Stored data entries
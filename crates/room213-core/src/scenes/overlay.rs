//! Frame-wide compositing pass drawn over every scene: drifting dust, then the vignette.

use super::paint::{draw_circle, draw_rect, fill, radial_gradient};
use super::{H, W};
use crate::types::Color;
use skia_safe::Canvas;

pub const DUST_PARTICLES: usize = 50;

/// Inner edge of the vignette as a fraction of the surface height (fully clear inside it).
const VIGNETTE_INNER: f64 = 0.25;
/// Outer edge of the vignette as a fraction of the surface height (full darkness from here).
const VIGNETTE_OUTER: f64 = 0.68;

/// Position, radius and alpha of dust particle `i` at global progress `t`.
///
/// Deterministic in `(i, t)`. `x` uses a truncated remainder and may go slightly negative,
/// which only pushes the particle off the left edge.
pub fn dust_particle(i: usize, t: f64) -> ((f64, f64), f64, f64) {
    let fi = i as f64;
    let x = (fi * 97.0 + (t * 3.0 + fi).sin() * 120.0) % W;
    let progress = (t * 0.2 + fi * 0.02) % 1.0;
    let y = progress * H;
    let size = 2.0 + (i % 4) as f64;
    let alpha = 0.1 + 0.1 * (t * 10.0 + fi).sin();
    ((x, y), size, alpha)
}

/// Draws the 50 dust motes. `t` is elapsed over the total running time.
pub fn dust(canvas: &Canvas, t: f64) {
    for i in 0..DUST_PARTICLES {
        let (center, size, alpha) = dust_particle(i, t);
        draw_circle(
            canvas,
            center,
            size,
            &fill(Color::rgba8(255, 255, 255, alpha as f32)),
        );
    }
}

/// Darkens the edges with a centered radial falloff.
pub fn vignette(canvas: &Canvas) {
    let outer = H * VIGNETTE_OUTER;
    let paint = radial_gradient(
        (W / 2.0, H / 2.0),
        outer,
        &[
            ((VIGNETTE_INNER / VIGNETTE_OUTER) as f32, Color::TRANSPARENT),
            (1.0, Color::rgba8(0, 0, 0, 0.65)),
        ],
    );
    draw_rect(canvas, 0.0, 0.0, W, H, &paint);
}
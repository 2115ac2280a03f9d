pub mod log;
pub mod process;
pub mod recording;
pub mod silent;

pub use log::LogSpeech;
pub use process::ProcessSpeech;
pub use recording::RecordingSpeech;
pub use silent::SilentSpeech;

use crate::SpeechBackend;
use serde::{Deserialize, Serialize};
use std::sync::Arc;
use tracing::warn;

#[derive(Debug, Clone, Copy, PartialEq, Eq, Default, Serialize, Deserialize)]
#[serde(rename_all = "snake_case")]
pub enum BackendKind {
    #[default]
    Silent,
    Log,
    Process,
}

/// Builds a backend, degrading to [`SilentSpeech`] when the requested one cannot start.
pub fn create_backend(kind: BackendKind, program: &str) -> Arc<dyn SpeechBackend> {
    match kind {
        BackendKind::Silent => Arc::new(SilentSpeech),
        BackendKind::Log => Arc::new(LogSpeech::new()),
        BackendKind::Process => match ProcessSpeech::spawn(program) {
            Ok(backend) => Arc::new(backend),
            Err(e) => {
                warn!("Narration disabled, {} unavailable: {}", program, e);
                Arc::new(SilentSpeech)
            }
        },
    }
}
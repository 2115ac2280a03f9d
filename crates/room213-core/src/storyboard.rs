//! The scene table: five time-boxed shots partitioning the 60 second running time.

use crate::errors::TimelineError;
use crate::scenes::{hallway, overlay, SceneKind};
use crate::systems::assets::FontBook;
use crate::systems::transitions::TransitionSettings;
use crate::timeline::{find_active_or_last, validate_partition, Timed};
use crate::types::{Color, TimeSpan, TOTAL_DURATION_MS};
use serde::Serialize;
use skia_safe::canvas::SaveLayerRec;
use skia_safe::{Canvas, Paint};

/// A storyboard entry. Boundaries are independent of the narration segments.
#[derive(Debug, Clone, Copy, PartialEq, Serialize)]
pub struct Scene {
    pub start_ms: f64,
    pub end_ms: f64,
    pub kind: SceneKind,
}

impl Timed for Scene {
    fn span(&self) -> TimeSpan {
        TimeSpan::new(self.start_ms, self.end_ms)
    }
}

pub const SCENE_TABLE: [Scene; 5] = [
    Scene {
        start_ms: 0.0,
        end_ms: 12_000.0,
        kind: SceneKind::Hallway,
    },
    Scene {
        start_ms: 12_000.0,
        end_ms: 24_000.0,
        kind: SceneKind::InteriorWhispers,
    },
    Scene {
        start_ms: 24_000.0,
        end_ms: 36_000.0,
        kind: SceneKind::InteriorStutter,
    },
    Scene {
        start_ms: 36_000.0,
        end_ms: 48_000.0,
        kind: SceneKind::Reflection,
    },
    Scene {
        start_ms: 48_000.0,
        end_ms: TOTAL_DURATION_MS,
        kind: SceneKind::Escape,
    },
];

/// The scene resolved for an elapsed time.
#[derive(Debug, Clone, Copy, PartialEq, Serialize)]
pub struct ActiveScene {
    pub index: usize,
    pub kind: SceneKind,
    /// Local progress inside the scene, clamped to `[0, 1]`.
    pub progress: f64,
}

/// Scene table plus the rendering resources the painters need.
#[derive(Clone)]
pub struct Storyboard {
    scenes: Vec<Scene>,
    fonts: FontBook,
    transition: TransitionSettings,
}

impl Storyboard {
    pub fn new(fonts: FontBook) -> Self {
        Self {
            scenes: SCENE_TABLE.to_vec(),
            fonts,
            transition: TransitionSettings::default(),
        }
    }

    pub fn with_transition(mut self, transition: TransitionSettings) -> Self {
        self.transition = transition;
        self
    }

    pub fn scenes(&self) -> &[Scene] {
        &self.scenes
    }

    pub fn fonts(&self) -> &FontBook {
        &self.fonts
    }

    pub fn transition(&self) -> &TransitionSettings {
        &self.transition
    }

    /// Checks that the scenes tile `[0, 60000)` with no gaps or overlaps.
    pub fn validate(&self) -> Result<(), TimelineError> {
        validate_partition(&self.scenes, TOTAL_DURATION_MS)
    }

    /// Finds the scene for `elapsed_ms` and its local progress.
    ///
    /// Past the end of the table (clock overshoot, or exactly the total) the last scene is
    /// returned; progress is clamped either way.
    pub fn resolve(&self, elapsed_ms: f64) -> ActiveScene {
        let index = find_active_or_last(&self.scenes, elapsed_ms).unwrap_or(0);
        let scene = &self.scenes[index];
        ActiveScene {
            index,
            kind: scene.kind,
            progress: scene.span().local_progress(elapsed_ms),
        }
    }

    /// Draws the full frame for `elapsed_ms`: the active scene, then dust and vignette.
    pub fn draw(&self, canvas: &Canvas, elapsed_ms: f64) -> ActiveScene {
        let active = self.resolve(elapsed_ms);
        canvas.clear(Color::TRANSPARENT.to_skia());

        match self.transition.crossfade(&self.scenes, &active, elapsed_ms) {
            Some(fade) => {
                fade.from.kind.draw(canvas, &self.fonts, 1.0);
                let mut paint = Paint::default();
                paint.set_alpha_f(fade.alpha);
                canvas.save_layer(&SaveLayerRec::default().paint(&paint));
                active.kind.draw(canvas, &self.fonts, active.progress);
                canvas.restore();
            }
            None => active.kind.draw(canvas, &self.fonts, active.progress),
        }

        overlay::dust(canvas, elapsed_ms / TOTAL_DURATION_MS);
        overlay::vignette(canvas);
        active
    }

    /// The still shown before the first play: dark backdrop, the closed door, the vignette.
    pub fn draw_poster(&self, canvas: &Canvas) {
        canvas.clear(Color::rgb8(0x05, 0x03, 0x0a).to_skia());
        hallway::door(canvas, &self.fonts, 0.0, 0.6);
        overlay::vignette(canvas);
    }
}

**Your goal:**
The line containing "((VIGNETTE_INNER / VIGNETTE_OUTER)" marks the end: copy exactly every line from the top of the data above down to it, that line included.

**Output of the task:**
filename crates/room213-core/src/scenes/overlay.rs
//! Frame-wide compositing pass drawn over every scene: drifting dust, then the vignette.

use super::paint::{draw_circle, draw_rect, fill, radial_gradient};
use super::{H, W};
use crate::types::Color;
use skia_safe::Canvas;

pub const DUST_PARTICLES: usize = 50;

/// Inner edge of the vignette as a fraction of the surface height (fully clear inside it).
const VIGNETTE_INNER: f64 = 0.25;
/// Outer edge of the vignette as a fraction of the surface height (full darkness from here).
const VIGNETTE_OUTER: f64 = 0.68;

/// Position, radius and alpha of dust particle `i` at global progress `t`.
///
/// Deterministic in `(i, t)`. `x` uses a truncated remainder and may go slightly negative,
/// which only pushes the particle off the left edge.
pub fn dust_particle(i: usize, t: f64) -> ((f64, f64), f64, f64) {
    let fi = i as f64;
    let x = (fi * 97.0 + (t * 3.0 + fi).sin() * 120.0) % W;
    let progress = (t * 0.2 + fi * 0.02) % 1.0;
    let y = progress * H;
    let size = 2.0 + (i % 4) as f64;
    let alpha = 0.1 + 0.1 * (t * 10.0 + fi).sin();
    ((x, y), size, alpha)
}

/// Draws the 50 dust motes. `t` is elapsed over the total running time.
pub fn dust(canvas: &Canvas, t: f64) {
    for i in 0..DUST_PARTICLES {
        let (center, size, alpha) = dust_particle(i, t);
        draw_circle(
            canvas,
            center,
            size,
            &fill(Color::rgba8(255, 255, 255, alpha as f32)),
        );
    }
}

/// Darkens the edges with a centered radial falloff.
pub fn vignette(canvas: &Canvas) {
    let outer = H * VIGNETTE_OUTER;
    let paint = radial_gradient(
        (W / 2.0, H / 2.0),
        outer,
        &[
            ((VIGNETTE_INNER / VIGNETTE_OUTER) as f32, Color::TRANSPARENT),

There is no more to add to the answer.